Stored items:
================

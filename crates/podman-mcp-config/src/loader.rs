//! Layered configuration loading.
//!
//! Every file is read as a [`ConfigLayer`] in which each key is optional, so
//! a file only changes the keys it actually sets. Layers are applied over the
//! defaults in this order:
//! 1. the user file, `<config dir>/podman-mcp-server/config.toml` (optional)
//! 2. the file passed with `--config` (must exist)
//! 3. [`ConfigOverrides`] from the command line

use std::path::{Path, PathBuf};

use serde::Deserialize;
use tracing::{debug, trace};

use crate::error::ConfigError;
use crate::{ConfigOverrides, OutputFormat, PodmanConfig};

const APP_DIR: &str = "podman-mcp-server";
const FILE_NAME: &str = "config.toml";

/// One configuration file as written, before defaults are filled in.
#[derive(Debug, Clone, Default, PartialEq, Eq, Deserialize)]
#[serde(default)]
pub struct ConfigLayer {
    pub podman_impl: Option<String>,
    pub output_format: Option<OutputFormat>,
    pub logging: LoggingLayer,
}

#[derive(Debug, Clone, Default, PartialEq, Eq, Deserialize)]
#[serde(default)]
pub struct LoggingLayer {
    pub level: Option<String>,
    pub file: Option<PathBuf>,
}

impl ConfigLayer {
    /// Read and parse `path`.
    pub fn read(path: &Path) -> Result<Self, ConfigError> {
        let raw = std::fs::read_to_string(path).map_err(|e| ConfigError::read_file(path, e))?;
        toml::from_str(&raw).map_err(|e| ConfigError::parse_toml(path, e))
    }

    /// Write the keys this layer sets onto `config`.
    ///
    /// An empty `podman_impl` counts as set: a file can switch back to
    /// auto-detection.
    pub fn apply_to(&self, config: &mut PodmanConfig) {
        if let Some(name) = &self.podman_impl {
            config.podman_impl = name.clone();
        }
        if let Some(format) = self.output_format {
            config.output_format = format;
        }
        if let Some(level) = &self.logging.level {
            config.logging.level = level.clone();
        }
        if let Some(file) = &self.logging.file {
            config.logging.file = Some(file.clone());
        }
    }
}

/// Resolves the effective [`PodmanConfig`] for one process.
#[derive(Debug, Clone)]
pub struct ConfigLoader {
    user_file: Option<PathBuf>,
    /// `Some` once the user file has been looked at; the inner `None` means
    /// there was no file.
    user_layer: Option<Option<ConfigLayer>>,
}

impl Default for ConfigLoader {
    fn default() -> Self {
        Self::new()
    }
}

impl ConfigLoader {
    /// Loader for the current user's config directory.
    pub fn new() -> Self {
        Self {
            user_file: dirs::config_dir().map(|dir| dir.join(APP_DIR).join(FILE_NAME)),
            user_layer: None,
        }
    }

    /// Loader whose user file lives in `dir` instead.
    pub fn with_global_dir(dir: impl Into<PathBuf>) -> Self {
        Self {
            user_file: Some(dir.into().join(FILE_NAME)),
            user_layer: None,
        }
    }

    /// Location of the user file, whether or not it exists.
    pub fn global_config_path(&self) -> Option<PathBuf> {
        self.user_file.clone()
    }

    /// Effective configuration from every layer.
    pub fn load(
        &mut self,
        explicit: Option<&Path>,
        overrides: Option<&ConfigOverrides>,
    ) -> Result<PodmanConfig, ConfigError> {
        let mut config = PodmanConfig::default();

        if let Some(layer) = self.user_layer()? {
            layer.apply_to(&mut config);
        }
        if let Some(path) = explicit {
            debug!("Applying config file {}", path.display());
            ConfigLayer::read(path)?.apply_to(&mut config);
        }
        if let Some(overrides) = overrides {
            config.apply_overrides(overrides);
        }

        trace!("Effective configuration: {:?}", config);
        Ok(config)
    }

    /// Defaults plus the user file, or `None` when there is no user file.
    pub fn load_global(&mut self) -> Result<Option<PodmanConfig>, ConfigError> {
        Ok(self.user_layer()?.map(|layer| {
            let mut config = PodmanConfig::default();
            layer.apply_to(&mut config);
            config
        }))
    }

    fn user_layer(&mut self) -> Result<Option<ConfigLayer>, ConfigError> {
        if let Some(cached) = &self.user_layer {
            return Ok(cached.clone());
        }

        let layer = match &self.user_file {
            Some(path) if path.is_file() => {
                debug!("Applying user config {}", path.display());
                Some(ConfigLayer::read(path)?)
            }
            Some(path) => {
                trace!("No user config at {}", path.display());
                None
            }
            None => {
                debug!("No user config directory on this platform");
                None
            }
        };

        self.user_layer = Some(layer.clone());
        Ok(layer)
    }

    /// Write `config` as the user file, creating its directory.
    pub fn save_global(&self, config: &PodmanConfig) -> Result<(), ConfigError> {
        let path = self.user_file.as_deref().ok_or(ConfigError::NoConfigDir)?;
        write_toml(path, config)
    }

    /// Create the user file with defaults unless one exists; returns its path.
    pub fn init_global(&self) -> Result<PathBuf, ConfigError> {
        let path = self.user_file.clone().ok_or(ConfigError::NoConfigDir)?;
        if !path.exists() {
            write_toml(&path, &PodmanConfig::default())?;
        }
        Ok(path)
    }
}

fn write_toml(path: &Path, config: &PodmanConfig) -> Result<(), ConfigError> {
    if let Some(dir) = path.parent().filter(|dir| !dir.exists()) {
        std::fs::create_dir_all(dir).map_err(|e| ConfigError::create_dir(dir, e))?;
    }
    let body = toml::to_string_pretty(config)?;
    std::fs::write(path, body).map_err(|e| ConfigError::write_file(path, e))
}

================

Your assignment :: Copy each entry exactly.

Solution to this exercise ::
filename crates/podman-mcp-config/src/loader.rs
//! Layered configuration loading.
//!
//! Every file is read as a [`ConfigLayer`] in which each key is optional, so
//! a file only changes the keys it actually sets. Layers are applied over the
//! defaults in this order:
//! 1. the user file, `<config dir>/podman-mcp-server/config.toml` (optional)
//! 2. the file passed with `--config` (must exist)
//! 3. [`ConfigOverrides`] from the command line

use std::path::{Path, PathBuf};

use serde::Deserialize;
use tracing::{debug, trace};

use crate::error::ConfigError;
use crate::{ConfigOverrides, OutputFormat, PodmanConfig};

const APP_DIR: &str = "podman-mcp-server";
const FILE_NAME: &str = "config.toml";

/// One configuration file as written, before defaults are filled in.
#[derive(Debug, Clone, Default, PartialEq, Eq, Deserialize)]
#[serde(default)]
pub struct ConfigLayer {
    pub podman_impl: Option<String>,
    pub output_format: Option<OutputFormat>,
    pub logging: LoggingLayer,
}

#[derive(Debug, Clone, Default, PartialEq, Eq, Deserialize)]
#[serde(default)]
pub struct LoggingLayer {
    pub level: Option<String>,
    pub file: Option<PathBuf>,
}

impl ConfigLayer {
    /// Read and parse `path`.
    pub fn read(path: &Path) -> Result<Self, ConfigError> {
        let raw = std::fs::read_to_string(path).map_err(|e| ConfigError::read_file(path, e))?;
        toml::from_str(&raw).map_err(|e| ConfigError::parse_toml(path, e))
    }

    /// Write the keys this layer sets onto `config`.
    ///
    /// An empty `podman_impl` counts as set: a file can switch back to
    /// auto-detection.
    pub fn apply_to(&self, config: &mut PodmanConfig) {
        if let Some(name) = &self.podman_impl {
            config.podman_impl = name.clone();
        }
        if let Some(format) = self.output_format {
            config.output_format = format;
        }
        if let Some(level) = &self.logging.level {
            config.logging.level = level.clone();
        }
        if let Some(file) = &self.logging.file {
            config.logging.file = Some(file.clone());
        }
    }
}

/// Resolves the effective [`PodmanConfig`] for one process.
#[derive(Debug, Clone)]
pub struct ConfigLoader {
    user_file: Option<PathBuf>,
    /// `Some` once the user file has been looked at; the inner `None` means
    /// there was no file.
    user_layer: Option<Option<ConfigLayer>>,
}

impl Default for ConfigLoader {
    fn default() -> Self {
        Self::new()
    }
}

impl ConfigLoader {
    /// Loader for the current user's config directory.
    pub fn new() -> Self {
        Self {
            user_file: dirs::config_dir().map(|dir| dir.join(APP_DIR).join(FILE_NAME)),
            user_layer: None,
        }
    }

    /// Loader whose user file lives in `dir` instead.
    pub fn with_global_dir(dir: impl Into<PathBuf>) -> Self {
        Self {
            user_file: Some(dir.into().join(FILE_NAME)),
            user_layer: None,
        }
    }

    /// Location of the user file, whether or not it exists.
    pub fn global_config_path(&self) -> Option<PathBuf> {
        self.user_file.clone()
    }

    /// Effective configuration from every layer.
    pub fn load(
        &mut self,
        explicit: Option<&Path>,
        overrides: Option<&ConfigOverrides>,
    ) -> Result<PodmanConfig, ConfigError> {
        let mut config = PodmanConfig::default();

        if let Some(layer) = self.user_layer()? {
            layer.apply_to(&mut config);
        }
        if let Some(path) = explicit {
            debug!("Applying config file {}", path.display());
            ConfigLayer::read(path)?.apply_to(&mut config);
        }
        if let Some(overrides) = overrides {
            config.apply_overrides(overrides);
        }

        trace!("Effective configuration: {:?}", config);
        Ok(config)
    }

    /// Defaults plus the user file, or `None` when there is no user file.
    pub fn load_global(&mut self) -> Result<Option<PodmanConfig>, ConfigError> {
        Ok(self.user_layer()?.map(|layer| {
            let mut config = PodmanConfig::default();
            layer.apply_to(&mut config);
            config
        }))
    }

    fn user_layer(&mut self) -> Result<Option<ConfigLayer>, ConfigError> {
        if let Some(cached) = &self.user_layer {
            return Ok(cached.clone());
        }

        let layer = match &self.user_file {
            Some(path) if path.is_file() => {
                debug!("Applying user config {}", path.display());
                Some(ConfigLayer::read(path)?)
            }
            Some(path) => {
                trace!("No user config at {}", path.display());
                None
            }
            None => {
                debug!("No user config directory on this platform");
                None
            }
        };

        self.user_layer = Some(layer.clone());
        Ok(layer)
    }

    /// Write `config` as the user file, creating its directory.
    pub fn save_global(&self, config: &PodmanConfig) -> Result<(), ConfigError> {
        let path = self.user_file.as_deref().ok_or(ConfigError::NoConfigDir)?;
        write_toml(path, config)
    }

    /// Create the user file with defaults unless one exists; returns its path.
    pub fn init_global(&self) -> Result<PathBuf, ConfigError> {
        let path = self.user_file.clone().ok_or(ConfigError::NoConfigDir)?;
        if !path.exists() {
            write_toml(&path, &PodmanConfig::default())?;
        }
        Ok(path)
    }
}

fn write_toml(path: &Path, config: &PodmanConfig) -> Result<(), ConfigError> {
    if let Some(dir) = path.parent().filter(|dir| !dir.exists()) {
        std::fs::create_dir_all(dir).map_err(|e| ConfigError::create_dir(dir, e))?;
    }
    let body = toml::to_string_pretty(config)?;
    std::fs::write(path, body).map_err(|e| ConfigError::write_file(path, e))
}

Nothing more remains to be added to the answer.